THE TASK:
Please print the whole of the listing that follows exactly.

DATA PROVIDED:
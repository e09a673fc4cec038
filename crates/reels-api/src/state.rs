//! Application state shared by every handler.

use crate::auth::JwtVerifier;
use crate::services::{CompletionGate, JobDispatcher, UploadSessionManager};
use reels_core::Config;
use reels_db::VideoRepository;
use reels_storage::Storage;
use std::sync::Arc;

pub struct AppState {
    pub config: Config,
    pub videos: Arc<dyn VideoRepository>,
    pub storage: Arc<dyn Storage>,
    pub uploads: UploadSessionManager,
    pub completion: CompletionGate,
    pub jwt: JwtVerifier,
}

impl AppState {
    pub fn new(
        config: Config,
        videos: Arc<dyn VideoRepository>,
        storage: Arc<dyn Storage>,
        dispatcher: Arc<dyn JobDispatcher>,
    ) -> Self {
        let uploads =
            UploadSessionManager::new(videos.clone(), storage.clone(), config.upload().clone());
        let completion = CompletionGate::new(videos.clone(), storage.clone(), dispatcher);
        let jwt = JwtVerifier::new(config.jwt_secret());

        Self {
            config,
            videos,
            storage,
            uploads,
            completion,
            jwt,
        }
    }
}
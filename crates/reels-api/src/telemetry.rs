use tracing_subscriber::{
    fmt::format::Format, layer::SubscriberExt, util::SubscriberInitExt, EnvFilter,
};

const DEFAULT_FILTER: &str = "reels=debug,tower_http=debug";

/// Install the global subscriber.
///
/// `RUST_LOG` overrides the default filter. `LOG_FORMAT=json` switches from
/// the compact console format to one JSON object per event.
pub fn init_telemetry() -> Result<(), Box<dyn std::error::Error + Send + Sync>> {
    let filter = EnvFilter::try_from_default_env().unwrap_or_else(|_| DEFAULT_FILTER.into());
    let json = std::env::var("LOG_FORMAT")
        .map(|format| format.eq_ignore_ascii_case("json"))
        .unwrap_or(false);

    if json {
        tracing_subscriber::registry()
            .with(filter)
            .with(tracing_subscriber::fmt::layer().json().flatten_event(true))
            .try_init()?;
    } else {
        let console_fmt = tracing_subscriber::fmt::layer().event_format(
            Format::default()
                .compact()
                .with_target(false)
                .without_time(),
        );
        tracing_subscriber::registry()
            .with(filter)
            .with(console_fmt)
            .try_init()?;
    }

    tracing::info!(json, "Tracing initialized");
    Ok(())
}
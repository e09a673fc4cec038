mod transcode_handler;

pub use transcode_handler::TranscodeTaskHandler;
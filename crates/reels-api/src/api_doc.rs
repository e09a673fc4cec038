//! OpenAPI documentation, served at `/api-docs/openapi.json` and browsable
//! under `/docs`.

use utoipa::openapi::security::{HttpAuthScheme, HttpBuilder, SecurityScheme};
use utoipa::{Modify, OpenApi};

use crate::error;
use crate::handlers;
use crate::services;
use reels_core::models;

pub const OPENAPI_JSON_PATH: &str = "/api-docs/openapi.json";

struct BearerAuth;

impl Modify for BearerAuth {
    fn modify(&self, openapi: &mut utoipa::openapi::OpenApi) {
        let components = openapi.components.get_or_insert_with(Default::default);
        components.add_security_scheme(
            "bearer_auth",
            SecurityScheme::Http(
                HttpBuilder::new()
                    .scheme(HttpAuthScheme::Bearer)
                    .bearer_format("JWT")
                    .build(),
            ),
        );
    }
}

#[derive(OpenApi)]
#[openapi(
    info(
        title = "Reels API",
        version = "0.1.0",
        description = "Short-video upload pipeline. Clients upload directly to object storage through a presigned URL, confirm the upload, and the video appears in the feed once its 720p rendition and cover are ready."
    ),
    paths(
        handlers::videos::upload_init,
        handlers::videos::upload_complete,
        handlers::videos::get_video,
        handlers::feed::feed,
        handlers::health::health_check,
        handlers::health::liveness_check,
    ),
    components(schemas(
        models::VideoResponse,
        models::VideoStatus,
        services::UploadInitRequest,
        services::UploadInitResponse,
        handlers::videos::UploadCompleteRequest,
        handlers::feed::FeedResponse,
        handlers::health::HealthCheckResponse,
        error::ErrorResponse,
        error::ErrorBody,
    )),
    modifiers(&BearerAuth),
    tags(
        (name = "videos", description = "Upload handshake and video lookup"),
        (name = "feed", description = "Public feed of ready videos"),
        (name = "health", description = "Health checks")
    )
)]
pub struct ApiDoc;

TASK OUTPUT:
repository e09a673fc4cec038
filename crates/reels-api/src/state.rs
//! Application state shared by every handler.

use crate::auth::JwtVerifier;
use crate::services::{CompletionGate, JobDispatcher, UploadSessionManager};
use reels_core::Config;
use reels_db::VideoRepository;
use reels_storage::Storage;
use std::sync::Arc;

pub struct AppState {
    pub config: Config,
    pub videos: Arc<dyn VideoRepository>,
    pub storage: Arc<dyn Storage>,
    pub uploads: UploadSessionManager,
    pub completion: CompletionGate,
    pub jwt: JwtVerifier,
}

impl AppState {
    pub fn new(
        config: Config,
        videos: Arc<dyn VideoRepository>,
        storage: Arc<dyn Storage>,
        dispatcher: Arc<dyn JobDispatcher>,
    ) -> Self {
        let uploads =
            UploadSessionManager::new(videos.clone(), storage.clone(), config.upload().clone());
        let completion = CompletionGate::new(videos.clone(), storage.clone(), dispatcher);
        let jwt = JwtVerifier::new(config.jwt_secret());

        Self {
            config,
            videos,
            storage,
            uploads,
            completion,
            jwt,
        }
    }
}
filename crates/reels-api/src/telemetry.rs
use tracing_subscriber::{
    fmt::format::Format, layer::SubscriberExt, util::SubscriberInitExt, EnvFilter,
};

const DEFAULT_FILTER: &str = "reels=debug,tower_http=debug";

/// Install the global subscriber.
///
/// `RUST_LOG` overrides the default filter. `LOG_FORMAT=json` switches from
/// the compact console format to one JSON object per event.
pub fn init_telemetry() -> Result<(), Box<dyn std::error::Error + Send + Sync>> {
    let filter = EnvFilter::try_from_default_env().unwrap_or_else(|_| DEFAULT_FILTER.into());
    let json = std::env::var("LOG_FORMAT")
        .map(|format| format.eq_ignore_ascii_case("json"))
        .unwrap_or(false);

    if json {
        tracing_subscriber::registry()
            .with(filter)
            .with(tracing_subscriber::fmt::layer().json().flatten_event(true))
            .try_init()?;
    } else {
        let console_fmt = tracing_subscriber::fmt::layer().event_format(
            Format::default()
                .compact()
                .with_target(false)
                .without_time(),
        );
        tracing_subscriber::registry()
            .with(filter)
            .with(console_fmt)
            .try_init()?;
    }

    tracing::info!(json, "Tracing initialized");
    Ok(())
}
repository e09a673fc4cec038
mod transcode_handler;

pub use transcode_handler::TranscodeTaskHandler;
filename crates/reels-api/src/api_doc.rs
repository e09a673fc4cec038
//! OpenAPI documentation, served at `/api-docs/openapi.json` and browsable
//! under `/docs`.

use utoipa::openapi::security::{HttpAuthScheme, HttpBuilder, SecurityScheme};
use utoipa::{Modify, OpenApi};

use crate::error;
use crate::handlers;
use crate::services;
use reels_core::models;

pub const OPENAPI_JSON_PATH: &str = "/api-docs/openapi.json";

struct BearerAuth;

impl Modify for BearerAuth {
    fn modify(&self, openapi: &mut utoipa::openapi::OpenApi) {
        let components = openapi.components.get_or_insert_with(Default::default);
        components.add_security_scheme(
            "bearer_auth",
            SecurityScheme::Http(
                HttpBuilder::new()
                    .scheme(HttpAuthScheme::Bearer)
                    .bearer_format("JWT")
                    .build(),
            ),
        );
    }
}

#[derive(OpenApi)]
#[openapi(
    info(
        title = "Reels API",
        version = "0.1.0",
        description = "Short-video upload pipeline. Clients upload directly to object storage through a presigned URL, confirm the upload, and the video appears in the feed once its 720p rendition and cover are ready."
    ),
    paths(
        handlers::videos::upload_init,
        handlers::videos::upload_complete,
        handlers::videos::get_video,
        handlers::feed::feed,
        handlers::health::health_check,
        handlers::health::liveness_check,
    ),
    components(schemas(
        models::VideoResponse,
        models::VideoStatus,
        services::UploadInitRequest,
        services::UploadInitResponse,
        handlers::videos::UploadCompleteRequest,
        handlers::feed::FeedResponse,
        handlers::health::HealthCheckResponse,
        error::ErrorResponse,
        error::ErrorBody,
    )),
    modifiers(&BearerAuth),
    tags(
        (name = "videos", description = "Upload handshake and video lookup"),
        (name = "feed", description = "Public feed of ready videos"),
        (name = "health", description = "Health checks")
    )
)]
pub struct ApiDoc;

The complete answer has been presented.